Europium-labelled nanopolystyrene as model nanoplastics for environmental fate investigations: Synthesis and optimisation

Abstract

Nanoplastics (NPLs) have emerged as pervasive environmental contaminants, reaching remote regions and even crossing biological barriers such as the human blood-brain barrier. Their biomolecule-like composition, primarily composed of carbon and hydrogen, complicates detection using conventional analytical methods. To overcome this challenge, a tracer-doped plastic matrix was developed to enable rapid and precise detection, tracking, and analysis of NPLs.
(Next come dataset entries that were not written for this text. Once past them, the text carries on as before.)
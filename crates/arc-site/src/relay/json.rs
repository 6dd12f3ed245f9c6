use std::time::Duration;

use async_trait::async_trait;
use tracing::debug;
use url::Url;

use super::{http_client, SubmissionTransport, TransportError};
use crate::enquiry::EnquiryRecord;

/// POST relay sending the record as a JSON object.
#[derive(Debug, Clone)]
pub struct JsonRelay {
    client: reqwest::Client,
    endpoint: Url,
}

impl JsonRelay {
    pub fn new(endpoint: Url, timeout: Option<Duration>) -> Result<Self, TransportError> {
        Ok(Self::with_client(http_client(timeout)?, endpoint))
    }

    pub fn with_client(client: reqwest::Client, endpoint: Url) -> Self {
        Self { client, endpoint }
    }
}

#[async_trait]
impl SubmissionTransport for JsonRelay {
    async fn send(&self, record: &EnquiryRecord) -> Result<(), TransportError> {
        let response = self
            .client
            .post(self.endpoint.clone())
            .json(record)
            .send()
            .await?;

        let status = response.status();
        debug!(%status, endpoint = %self.endpoint, "json relay completed");
        if !status.is_success() {
            return Err(TransportError::new(format!(
                "relay responded with HTTP {status}"
            )));
        }
        Ok(())
    }

    fn contract(&self) -> &'static str {
        "json"
    }
}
In this study, europium (Eu), a rare-earth metal, was used to label polystyrene-based NPLs, chosen for their abundance in environmental samples. The NPLs were synthesised through a two-step dispersion polymerisation process involving styrene (monomer), potassium persulfate (initiator), sodium dodecyl sulfate (surfactant), and Eu (dopant). Response Surface Methodology with Central Composite Design (RSM-CCD) was employed to optimise the synthesis parameters, and ANOVA confirmed the model's significance and robustness. The suitability of the labelling technique was confirmed by measuring the Eu-doped NPLs using single-particle inductively coupled plasma mass spectrometry (SP-ICP-MS). The results demonstrated a strong linear relationship between the concentration of Eu dopant, the total mass of the Eu-doped NPLs, and the number of individual Eu-doped NPL particles. Under optimised conditions the NPLs achieved a hydrodynamic size of 121.47 ± 0.89 nm and a dopant concentration of 0.12 wt%. Leaching tests conducted over seven days in deionised water (DIW) and artificial seawater (ASW) showed less than 0.5 % dopant loss, indicating robust encapsulation of Eu within the polymer matrix. This labelling approach provides a reliable method for the quantitative analysis of NPLs, enabling more accurate assessments of their behaviour and toxicity in various environmental contexts.